#### [TASK STATEMENT]
The answer is a stretch of the material below, returned exactly: the line containing "cursor that leaves", the line containing "tight header, no", and all lines between.

►

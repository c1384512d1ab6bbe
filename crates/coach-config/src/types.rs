use serde::{Deserialize, Serialize};

#[derive(Debug, Clone, Serialize, Deserialize)]
pub struct AppConfig {
    /// Pipeline tick rate (Hz). One tick = one full pass through
    /// calibration, smoothing, angle extraction, and the state machine.
    pub tick_rate_hz: f32,
    /// IMU source configuration.
    pub imu: ImuConfig,
    /// Attitude smoothing.
    pub smoothing: SmoothingConfig,
    /// Rep state machine thresholds.
    pub analysis: AnalysisConfig,
    /// Feedback output.
    pub feedback: FeedbackConfig,
}

impl Default for AppConfig {
    fn default() -> Self {
        Self {
            tick_rate_hz: 60.0,
            imu: ImuConfig::default(),
            smoothing: SmoothingConfig::default(),
            analysis: AnalysisConfig::default(),
            feedback: FeedbackConfig::default(),
        }
    }
}

#[derive(Debug, Clone, Serialize, Deserialize)]
pub struct ImuConfig {
    /// Phone sensor-stream endpoint, `host:port`.
    /// `None` runs the scripted motion simulator instead.
    pub address: Option<String>,
    /// Expected sample rate of the stream (Hz).
    pub sample_rate_hz: f32,
    /// Madgwick convergence gain for raw-frame streams.
    /// Higher = more responsive, less smooth.
    pub fusion_beta: f32,
    /// Stationary samples averaged for gyro bias calibration.
    pub bias_samples: u32,
}

impl Default for ImuConfig {
    fn default() -> Self {
        Self {
            address: None,
            sample_rate_hz: 60.0,
            fusion_beta: 0.1,
            bias_samples: 300,
        }
    }
}

#[derive(Debug, Clone, Serialize, Deserialize)]
pub struct SmoothingConfig {
    /// Exponential smoothing rate (1/s). Higher tracks faster.
    pub responsiveness: f32,
}

impl Default for SmoothingConfig {
    fn default() -> Self {
        Self { responsiveness: 8.0 }
    }
}

#[derive(Debug, Clone, Serialize, Deserialize)]
pub struct AnalysisConfig {
    /// Bend angle (deg) that starts a descent.
    pub enter_threshold_deg: f32,
    /// Bend angle (deg) that counts as the bottom of the squat.
    pub bottom_threshold_deg: f32,
    /// Bend angle (deg) that counts as upright.
    pub standing_threshold_deg: f32,
    /// Descents faster than this (seconds) draw a coaching warning.
    pub min_descent_secs: f32,
}

impl Default for AnalysisConfig {
    fn default() -> Self {
        Self {
            enter_threshold_deg: 30.0,
            bottom_threshold_deg: 75.0,
            standing_threshold_deg: 20.0,
            min_descent_secs: 1.0,
        }
    }
}

#[derive(Debug, Clone, Serialize, Deserialize)]
pub struct FeedbackConfig {
    /// Whether to run the pulse pattern scheduler.
    pub haptics: bool,
    /// Player profile name used for session history.
    pub profile_name: String,
}

impl Default for FeedbackConfig {
    fn default() -> Self {
        Self {
            haptics: true,
            profile_name: "default".to_string(),
        }
    }
}
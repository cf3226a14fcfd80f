//! RLE grid codec.
//!
//! Reads and writes the run-length text format used by every pattern block and
//! by the composite catalog grid:
//!
//! ```text
//! #N blinker                      <- optional comment lines
//! x = 3, y = 1, rule = B3/S23     <- header; the rule id is required
//! 3o!                             <- body: <count><tag> tokens, `!` ends it
//! %1200                           <- optional period hint after the terminator
//! ```
//!
//! Tags are `b`/`.` (dead), `o` (alive) and `$` (end of row). A count before
//! `$` skips that many rows. The body may start on the header line, even glued
//! to the rule id (`rule = B3/S232b2obo$...`).
//!
//! ## Decoding
//!
//! The body is read into a flat coordinate list (`x0, y0, x1, y1, ...`) before
//! it becomes a [`Pattern`]. Multi-state tags (`A`..`X`, optionally prefixed by
//! `p`..`y`) append `x, y, state` triples instead and the list is padded to odd
//! length, which is how such data looks when a binary reader is handed a
//! multi-state cell list. An odd-length list is reported as
//! [`CatalogError::MalformedCoordinateParity`]; the dangling value is dropped
//! and the rest is paired up as well as possible.
//!
//! Run counts are checked as they are applied: a cursor that leaves
//! `±2^31`, or a body describing more than `2^24` live cells, fails with
//! [`CatalogError::OversizedPattern`] before anything is allocated for it.
//!
//! ## Encoding
//!
//! [`encode`] emits the minimal form in one linear pass: tight header, no
//! trailing dead runs, no trailing blank rows, identical neighbouring tokens
//! merged (`$$$` becomes `3$`). A pattern whose box does not start at `(0, 0)`
//! gets a `#CXRLE Pos=x,y` line so decoding restores its position.

use crate::{BoundingBox, CatalogError, Cell, Pattern};
use std::collections::BTreeMap;
use std::fmt;

/// The only rule this crate simulates.
pub const RULE_ID: &str = "B3/S23";

/// Dimensions declared on the header line. Informational only: the decoder
/// trusts the body, not the header.
#[derive(Debug, Clone, Copy, PartialEq, Eq, Default)]
pub struct Header {
    pub width: u64,
    pub height: u64,
}

/// Everything read from one RLE document.
#[derive(Debug, Clone)]
pub struct Decoded {
    pub pattern: Pattern,
    pub header: Header,
    /// Raw text before the header line (comment lines).
    pub comments: String,
    /// Period declared with a trailing `%<n>`.
    pub period_hint: Option<u64>,
    /// Recoverable problem found while decoding.
    pub warning: Option<CatalogError>,
}

/// Decode an RLE document, keeping comments, hint and warnings.
pub fn decode_document(text: &str) -> Result<Decoded, CatalogError> {
    let header_re = regex!(r"(?im)^[ \t]*x\s*=\s*(\d+)\s*,\s*y\s*=\s*(\d+)");
    let rule_re = regex!(r"(?i)rule\s*=\s*b3/s23");

    let header_caps = header_re.captures(text).ok_or(CatalogError::MissingRuleDeclaration)?;
    let header_match = header_caps.get(0).ok_or(CatalogError::MissingRuleDeclaration)?;
    let header = Header {
        width: header_caps[1].parse().unwrap_or(0),
        height: header_caps[2].parse().unwrap_or(0),
    };

    let after_header = &text[header_match.end()..];
    let rule = rule_re.find(after_header).ok_or(CatalogError::MissingRuleDeclaration)?;

    let comments = &text[..header_match.start()];
    let body = read_body(&after_header[rule.end()..])?;
    let (mut pattern, warning) = pair_up(&body.list);

    if let Some((dx, dy)) = position_line(comments) {
        pattern = pattern.translate(dx, dy);
    }

    if let Some(warning) = &warning {
        tracing::warn!(multi_state = body.multi_state, "{warning}");
    }

    Ok(Decoded {
        pattern,
        header,
        comments: comments.to_string(),
        period_hint: period_hint(body.trailer),
        warning,
    })
}

/// Decode an RLE document into its live cells.
pub fn decode(text: &str) -> Result<Pattern, CatalogError> {
    decode_document(text).map(|d| d.pattern)
}

/// Encode `pattern` as a minimal single-line RLE document.
pub fn encode(pattern: &Pattern) -> String {
    render(pattern, None)
}

/// Like [`encode`], but breaks the body into lines of at most `line_width`
/// characters. Tokens are never split.
pub fn encode_wrapped(pattern: &Pattern, line_width: usize) -> String {
    render(pattern, Some(line_width.max(1)))
}

// --- Decoding ---------------------------------------------------------------

/// Largest absolute coordinate a body may reach.
const MAX_COORDINATE: i64 = 1 << 31;
/// Largest number of live cells a body may describe.
const MAX_CELLS: usize = 1 << 24;

struct Body<'a> {
    list: Vec<i64>,
    multi_state: bool,
    /// Text after the `!` terminator.
    trailer: &'a str,
}

/// `cursor + run`, or an error once it leaves the coordinate limit.
fn advance(cursor: i64, run: i64) -> Result<i64, CatalogError> {
    cursor.checked_add(run).filter(|next| next.abs() <= MAX_COORDINATE).ok_or(CatalogError::OversizedPattern)
}

fn read_body(body: &str) -> Result<Body<'_>, CatalogError> {
    let mut list = Vec::new();
    let (mut x, mut y) = (0i64, 0i64);
    let mut count: Option<i64> = None;
    let mut prefix: i64 = 0;
    let mut multi_state = false;
    let mut cells = 0usize;
    let mut trailer = "";

    for (idx, ch) in body.char_indices() {
        match ch {
            '0'..='9' => {
                let digit = i64::from(ch as u8 - b'0');
                count = Some(count.unwrap_or(0).saturating_mul(10).saturating_add(digit));
            }
            'b' | '.' => x = advance(x, count.take().unwrap_or(1))?,
            'o' | 'A'..='X' => {
                let run = count.take().unwrap_or(1);
                let end = advance(x, run)?;
                cells = usize::try_from(run).ok().and_then(|run| cells.checked_add(run)).unwrap_or(usize::MAX);
                if cells > MAX_CELLS {
                    return Err(CatalogError::OversizedPattern);
                }
                if ch == 'o' {
                    list.extend((x..end).flat_map(|cx| [cx, y]));
                } else {
                    let state = prefix * 24 + i64::from(ch as u8 - b'A' + 1);
                    list.extend((x..end).flat_map(|cx| [cx, y, state]));
                    prefix = 0;
                    multi_state = true;
                }
                x = end;
            }
            'p'..='y' => prefix = i64::from(ch as u8 - b'p' + 1),
            '$' => {
                y = advance(y, count.take().unwrap_or(1))?;
                x = 0;
            }
            '!' => {
                trailer = &body[idx + 1..];
                break;
            }
            // whitespace, line breaks, stray characters
            _ => {}
        }
    }

    if multi_state && list.len() % 2 == 0 {
        list.push(0);
    }

    Ok(Body { list, multi_state, trailer })
}

fn pair_up(list: &[i64]) -> (Pattern, Option<CatalogError>) {
    let warning = (list.len() % 2 == 1).then_some(CatalogError::MalformedCoordinateParity { len: list.len() });
    let pattern = list.chunks_exact(2).map(|pair| Cell::new(pair[0], pair[1])).collect();
    (pattern, warning)
}

fn period_hint(trailer: &str) -> Option<u64> {
    let rest = trailer.trim_start().strip_prefix('%')?;
    let digits: &str = rest.trim_start().split(|c: char| !c.is_ascii_digit()).next()?;
    digits.parse().ok().filter(|&hint| hint > 0)
}

fn position_line(comments: &str) -> Option<(i64, i64)> {
    let pos_re = regex!(r"(?im)^#CXRLE\b.*?\bPos\s*=\s*(-?\d+)\s*,\s*(-?\d+)");
    let caps = pos_re.captures(comments)?;
    Some((caps[1].parse().ok()?, caps[2].parse().ok()?))
}

// --- Encoding ---------------------------------------------------------------

#[derive(Debug, Clone, Copy, PartialEq, Eq)]
enum Tag {
    Dead,
    Alive,
    EndOfRow,
}

#[derive(Debug, Clone, Copy)]
struct Run {
    count: i64,
    tag: Tag,
}

impl fmt::Display for Run {
    fn fmt(&self, f: &mut fmt::Formatter<'_>) -> fmt::Result {
        let tag = match self.tag {
            Tag::Dead => 'b',
            Tag::Alive => 'o',
            Tag::EndOfRow => '$',
        };
        if self.count == 1 { write!(f, "{tag}") } else { write!(f, "{}{tag}", self.count) }
    }
}

fn push_run(runs: &mut Vec<Run>, tag: Tag, count: i64) {
    if count <= 0 {
        return;
    }
    match runs.last_mut() {
        Some(last) if last.tag == tag => last.count += count,
        _ => runs.push(Run { count, tag }),
    }
}

/// One pass over the rows of `pattern`, emitting `(count, tag)` pairs.
fn runs(pattern: &Pattern, bbox: &BoundingBox) -> Vec<Run> {
    let mut rows: BTreeMap<i64, Vec<i64>> = BTreeMap::new();
    for cell in pattern.cells() {
        rows.entry(cell.y).or_default().push(cell.x);
    }

    let mut runs = Vec::new();
    let mut prev_y = bbox.min_y;
    for (&y, xs) in rows.iter_mut() {
        xs.sort_unstable();
        push_run(&mut runs, Tag::EndOfRow, y - prev_y);
        prev_y = y;

        let mut cursor = bbox.min_x;
        for &x in xs.iter() {
            push_run(&mut runs, Tag::Dead, x - cursor);
            push_run(&mut runs, Tag::Alive, 1);
            cursor = x + 1;
        }
    }
    runs
}

fn render(pattern: &Pattern, line_width: Option<usize>) -> String {
    let Some(bbox) = pattern.bounding_box() else {
        return format!("x = 0, y = 0, rule = {RULE_ID}\n!");
    };

    let mut out = String::new();
    if bbox.min_x != 0 || bbox.min_y != 0 {
        out.push_str(&format!("#CXRLE Pos={},{}\n", bbox.min_x, bbox.min_y));
    }
    out.push_str(&format!("x = {}, y = {}, rule = {RULE_ID}\n", bbox.width(), bbox.height()));

    let tokens = runs(pattern, &bbox).into_iter().map(|r| r.to_string()).chain(std::iter::once("!".to_string()));
    let mut line_len = 0;
    for token in tokens {
        if let Some(width) = line_width {
            if line_len > 0 && line_len + token.len() > width {
                out.push('\n');
                line_len = 0;
            }
        }
        line_len += token.len();
        out.push_str(&token);
    }
    out
}

#[cfg(test)]
mod tests {
    use super::*;
    use proptest::prelude::*;

    fn cells(p: &Pattern) -> Vec<(i64, i64)> {
        p.sorted_cells().into_iter().map(|c| (c.x, c.y)).collect()
    }

    #[test]
    fn decodes_block_with_comments() {
        let text = "#N block\n#O JHC\nx = 2, y = 2, rule = B3/S23\n2o$2o!\n";
        let doc = decode_document(text).unwrap();
        assert_eq!(cells(&doc.pattern), vec![(0, 0), (1, 0), (0, 1), (1, 1)]);
        assert_eq!(doc.header, Header { width: 2, height: 2 });
        assert_eq!(doc.comments, "#N block\n#O JHC\n");
        assert_eq!(doc.period_hint, None);
        assert!(doc.warning.is_none());
    }

    #[test]
    fn rule_id_is_case_insensitive_and_body_may_be_glued() {
        let lower = decode("x = 3, y = 1, rule = b3/s23\n3o!").unwrap();
        assert_eq!(lower.len(), 3);

        let glued = decode("x = 8, y = 2, rule = B3/S232b2obo$2bob2o!").unwrap();
        assert_eq!(cells(&glued), vec![(2, 0), (3, 0), (5, 0), (2, 1), (4, 1), (5, 1)]);
    }

    #[test]
    fn missing_rule_is_an_error() {
        assert_eq!(decode("x = 3, y = 1\n3o!"), Err(CatalogError::MissingRuleDeclaration));
        assert_eq!(decode("x = 3, y = 1, rule = B36/S23\n3o!"), Err(CatalogError::MissingRuleDeclaration));
        assert_eq!(decode("#N nothing here\n"), Err(CatalogError::MissingRuleDeclaration));
    }

    #[test]
    fn multi_row_skips_and_dot_dead_cells() {
        let p = decode("x = 3, y = 4, rule = B3/S23\n.o$\n2$3o!").unwrap();
        assert_eq!(cells(&p), vec![(1, 0), (0, 3), (1, 3), (2, 3)]);
    }

    #[test]
    fn reads_period_hint_after_terminator() {
        let doc = decode_document("x = 1, y = 1, rule = B3/S23\no!%1200\n").unwrap();
        assert_eq!(doc.period_hint, Some(1200));

        let doc = decode_document("x = 1, y = 1, rule = B3/S23\no! % 40894").unwrap();
        assert_eq!(doc.period_hint, Some(40894));

        let doc = decode_document("x = 1, y = 1, rule = B3/S23\no!%abc").unwrap();
        assert_eq!(doc.period_hint, None);
    }

    #[test]
    fn multi_state_input_warns_and_recovers() {
        let doc = decode_document("x = 2, y = 1, rule = B3/S23\nAB!").unwrap();
        // two triples padded to seven values
        assert_eq!(doc.warning, Some(CatalogError::MalformedCoordinateParity { len: 7 }));
        assert_eq!(doc.pattern.len(), 3);
    }

    #[test]
    fn encodes_minimal_forms() {
        let block = decode("x = 2, y = 2, rule = B3/S23\n2o$2o!").unwrap();
        assert_eq!(encode(&block), "x = 2, y = 2, rule = B3/S23\n2o$2o!");

        let blinker = decode("x = 3, y = 1, rule = B3/S23\nooo!").unwrap();
        assert_eq!(encode(&blinker), "x = 3, y = 1, rule = B3/S23\n3o!");

        let gapped = decode("x = 3, y = 4, rule = B3/S23\no$$$2bo!").unwrap();
        assert_eq!(encode(&gapped), "x = 3, y = 4, rule = B3/S23\no3$2bo!");

        let glider = decode("x = 3, y = 3, rule = B3/S23\nbob$2bo$3o!").unwrap();
        assert_eq!(encode(&glider), "x = 3, y = 3, rule = B3/S23\nbo$2bo$3o!");
    }

    #[test]
    fn encodes_empty_pattern() {
        assert_eq!(encode(&Pattern::empty()), "x = 0, y = 0, rule = B3/S23\n!");
        assert!(decode(&encode(&Pattern::empty())).unwrap().is_empty());
    }

    #[test]
    fn keeps_position_of_offset_patterns() {
        let p: Pattern = [Cell::new(-4, 7), Cell::new(-3, 7)].into_iter().collect();
        let text = encode(&p);
        assert!(text.starts_with("#CXRLE Pos=-4,7\nx = 2, y = 1"));
        assert_eq!(decode(&text).unwrap(), p);
    }

    #[test]
    fn wrapped_lines_respect_width() {
        let row: Pattern = (0..200).step_by(2).map(|x| Cell::new(x, 0)).collect();
        let text = encode_wrapped(&row, 70);
        let body: Vec<&str> = text.lines().skip(1).collect();
        assert!(body.len() > 1);
        assert!(body.iter().all(|line| line.len() <= 70));
        assert_eq!(decode(&text).unwrap(), row);
    }

    #[test]
    fn huge_dead_run_is_rejected() {
        let text = "x = 1, y = 1, rule = B3/S23\n99999999999999999999b2o!";
        assert_eq!(decode(text), Err(CatalogError::OversizedPattern));
        assert_eq!(decode("x = 1, y = 1, rule = B3/S23\n3000000000bo!"), Err(CatalogError::OversizedPattern));
    }

    #[test]
    fn huge_row_skip_is_rejected() {
        let text = "x = 1, y = 1, rule = B3/S23\no99999999999999999999$$o!";
        assert_eq!(decode(text), Err(CatalogError::OversizedPattern));
    }

    #[test]
    fn huge_live_run_is_rejected_before_allocating() {
        assert_eq!(decode("x = 1, y = 1, rule = B3/S23\n4000000000o!"), Err(CatalogError::OversizedPattern));
        // within the coordinate limit but past the cell limit
        assert_eq!(decode("x = 1, y = 1, rule = B3/S23\n20000000o!"), Err(CatalogError::OversizedPattern));
        assert_eq!(decode("x = 1, y = 1, rule = B3/S23\n20000000A!"), Err(CatalogError::OversizedPattern));
    }

    #[test]
    fn large_offsets_inside_the_limits_still_decode() {
        let p = decode("x = 1, y = 1, rule = B3/S23\n1000000bo1000000$o!").unwrap();
        assert_eq!(cells(&p), vec![(1_000_000, 0), (0, 1_000_000)]);
    }

    proptest! {
        #[test]
        fn decode_encode_round_trip(points in proptest::collection::vec((-40i64..40, -40i64..40), 1..80)) {
            let pattern: Pattern = points.iter().map(|&(x, y)| Cell::new(x, y)).collect();
            prop_assert_eq!(decode(&encode(&pattern)).unwrap(), pattern.clone());
            prop_assert_eq!(decode(&encode_wrapped(&pattern, 70)).unwrap(), pattern);
        }
    }
}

◄

#### [SOLVED PROBLEM]
//! Run counts are checked as they are applied: a cursor that leaves
//! `±2^31`, or a body describing more than `2^24` live cells, fails with
//! [`CatalogError::OversizedPattern`] before anything is allocated for it.
//!
//! ## Encoding
//!
//! [`encode`] emits the minimal form in one linear pass: tight header, no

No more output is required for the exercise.